The Collected Works. Josephine Tey
looked at the audience now, pluming himself on the imagination that had got him where he was; the imagination that Grant, poor dear idiot, could never aspire to. He wished he had brought Bartholomew along. Bart was much better informed where the society racket was concerned than he was. It was Bart’s business to be descriptive: and at whatever was “descriptive”—weddings, motor racing, launches, or what not—the same faces from the racket turned up. Bart would have been useful.
But Jammy knew enough of those faces to keep him interested.

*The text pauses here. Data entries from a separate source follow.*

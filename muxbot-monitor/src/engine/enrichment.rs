//! Once-only enrichment write and fill-if-empty jobs
//!
//! Jobs are self-contained so they can run on a spawned task; each returns
//! an outcome value that the session owner applies.

use super::PeakEngine;
use crate::gateway::SheetClient;
use crate::records::{CellMap, EnrichmentData, RecordSource};
use crate::registry::OnceRegistry;
use crate::session::{BackfillState, EnrichmentState, MonitoredSession};
use chrono::{DateTime, Utc};
use muxbot_common::time;
use std::sync::Arc;
use tracing::{info, warn};

/// First enrichment write for a session
pub struct BundleJob {
    sheet: SheetClient,
    records: Arc<dyn RecordSource>,
    registry: OnceRegistry,
    session_key: String,
    event_ids: Vec<String>,
    display_name: String,
    peak: u64,
    cached: Option<EnrichmentData>,
}

/// Result of a [`BundleJob`]
#[derive(Debug, Clone, PartialEq)]
pub enum EnrichmentOutcome {
    Sent {
        at: DateTime<Utc>,
        peak: u64,
        data: EnrichmentData,
    },
    /// Data was available but the bundle write failed
    Failed {
        peak: u64,
        data: EnrichmentData,
        error: String,
    },
    /// No enrichment data; a peak-only write was issued instead
    Unavailable { peak: u64, peak_only_ok: bool },
}

impl BundleJob {
    pub(super) fn new(engine: &PeakEngine, session: &MonitoredSession, peak: u64) -> Self {
        Self {
            sheet: engine.sheet.clone(),
            records: engine.records.clone(),
            registry: engine.registry.clone(),
            session_key: session.session_key.clone(),
            event_ids: session.event_ids.clone(),
            display_name: session.display_name.clone(),
            peak,
            cached: session.enrichment_data.clone(),
        }
    }

    pub fn peak(&self) -> u64 {
        self.peak
    }

    pub async fn run(self) -> EnrichmentOutcome {
        let data = match self.cached.clone() {
            Some(data) => Some(data),
            None => self.emergency_fetch().await,
        };

        let Some(data) = data else {
            warn!(session_key = %self.session_key, "Enrichment data unavailable; writing peak only");
            let response = self
                .sheet
                .upsert_peak(&self.session_key, &self.display_name, self.peak)
                .await;
            return EnrichmentOutcome::Unavailable {
                peak: self.peak,
                peak_only_ok: response.ok,
            };
        };

        let name = if self.display_name.is_empty() {
            data.display_name.as_str()
        } else {
            self.display_name.as_str()
        };
        let cells = data.bundle_cells();
        let response = self
            .sheet
            .upsert_bundle(&self.session_key, name, self.peak, &cells)
            .await;

        if !response.ok {
            return EnrichmentOutcome::Failed {
                peak: self.peak,
                error: response.error().unwrap_or("unknown").to_string(),
                data,
            };
        }

        let at = time::now();
        if let Err(e) = self.registry.mark_sent(&self.session_key, at).await {
            warn!(session_key = %self.session_key, error = %e, "Failed to persist enrichment marker");
        }
        info!(session_key = %self.session_key, peak = self.peak, "Enrichment bundle written");
        EnrichmentOutcome::Sent {
            at,
            peak: self.peak,
            data,
        }
    }

    /// One best-effort record fetch when nothing is cached yet
    async fn emergency_fetch(&self) -> Option<EnrichmentData> {
        match self.records.fetch_records(&self.event_ids).await {
            Ok(records) => EnrichmentData::from_records(&records),
            Err(e) => {
                warn!(session_key = %self.session_key, error = %e, "Emergency record fetch failed");
                None
            }
        }
    }
}

impl EnrichmentOutcome {
    pub fn peak(&self) -> u64 {
        match self {
            EnrichmentOutcome::Sent { peak, .. }
            | EnrichmentOutcome::Failed { peak, .. }
            | EnrichmentOutcome::Unavailable { peak, .. } => *peak,
        }
    }

    /// Apply the outcome to the session that spawned the job
    ///
    /// Sent → `SENT`, with the remote peak set to the one the bundle wrote.
    /// Failure or missing data → `NOT_SENT` so a later advance
    /// may retry, plus a one-shot fill-if-empty follow-up: due now when the
    /// data was obtained, or when the background record fetch resolves.
    pub fn apply_to(self, session: &mut MonitoredSession) {
        match self {
            EnrichmentOutcome::Sent { at, peak, data } => {
                session.enrichment = EnrichmentState::Sent { at };
                // The bundle carried its own peak; a later local advance is rewritten by the next reconcile
                session.remote_peak = peak;
                cache_data(session, data);
            }
            EnrichmentOutcome::Failed { data, error, .. } => {
                warn!(session_key = %session.session_key, error = %error, "Enrichment bundle write failed");
                session.enrichment = EnrichmentState::NotSent;
                if session.backfill == BackfillState::Idle {
                    session.backfill = BackfillState::Pending(data.clone());
                }
                cache_data(session, data);
            }
            EnrichmentOutcome::Unavailable { .. } => {
                session.enrichment = EnrichmentState::NotSent;
                if session.fetch_in_progress && session.backfill == BackfillState::Idle {
                    session.backfill = BackfillState::AwaitingData;
                }
            }
        }
    }
}

fn cache_data(session: &mut MonitoredSession, data: EnrichmentData) {
    if session.display_name.is_empty() {
        session.display_name = data.display_name.clone();
    }
    if session.enrichment_data.is_none() {
        session.enrichment_data = Some(data);
    }
}

/// Apply the background record fetch result to its session
pub fn apply_records(session: &mut MonitoredSession, data: Option<EnrichmentData>) {
    session.fetch_in_progress = false;
    match data {
        Some(data) => {
            if session.backfill == BackfillState::AwaitingData {
                session.backfill = BackfillState::Pending(data.clone());
            }
            session.display_name = data.display_name.clone();
            session.enrichment_data = Some(data);
        }
        None => {
            if session.backfill == BackfillState::AwaitingData {
                session.backfill = BackfillState::Done;
            }
        }
    }
}

#[derive(Debug, Clone, Copy, PartialEq, Eq)]
pub enum FillKind {
    /// One-time H/I/J/K fill
    Initial,
    /// Follow-up of a failed bundle write
    Backfill,
}

/// A `fill_airtable_fields_if_empty` write
pub struct FillJob {
    sheet: SheetClient,
    session_key: String,
    kind: FillKind,
    cells: CellMap,
}

#[derive(Debug, Clone, Copy, PartialEq, Eq)]
pub struct FillOutcome {
    pub kind: FillKind,
    pub ok: bool,
}

impl FillJob {
    pub(super) fn new(engine: &PeakEngine, session: &MonitoredSession, kind: FillKind, cells: CellMap) -> Self {
        Self {
            sheet: engine.sheet.clone(),
            session_key: session.session_key.clone(),
            kind,
            cells,
        }
    }

    pub fn kind(&self) -> FillKind {
        self.kind
    }

    pub fn cells(&self) -> &CellMap {
        &self.cells
    }

    pub async fn run(self) -> FillOutcome {
        let response = self.sheet.fill_if_empty(&self.session_key, &self.cells).await;
        if response.ok {
            info!(session_key = %self.session_key, kind = ?self.kind, "Filled empty cells");
        }
        FillOutcome {
            kind: self.kind,
            ok: response.ok,
        }
    }
}

impl FillOutcome {
    /// Backfill runs once regardless of outcome
    pub fn apply_to(self, session: &mut MonitoredSession) {
        if self.kind == FillKind::Backfill {
            session.backfill = BackfillState::Done;
        }
    }
}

“On the other hand,” said Lydia, “Capricorn people are often melancholic, doubtful of themselves, and perverse. On a lower plane still, they are gloomy, miserly and deceptive.” But Jammy was not listening. In any case he did not know which of the signs had had the honour of assisting at his birth, and did not care. Lydia had several times told him that he was “typically, oh, but typically, Aries” but he never remembered. All hooey.
There was the Duchess of Trent in the third row. She, poor, silly, unhappy wretch, had the perfect alibi. She had been going to have a luncheon for Christine: a luncheon that would make her the most envied hostess in London instead of a rather tiresome back-number; and Christine had gone and died on her.
Jammy’s eye wandered, and paused at a good-looking dark face in the fourth row. Very familiar that face; as familiar as the head on a coin. Why? He didn’t know the man; would swear he had never seen him in the flesh.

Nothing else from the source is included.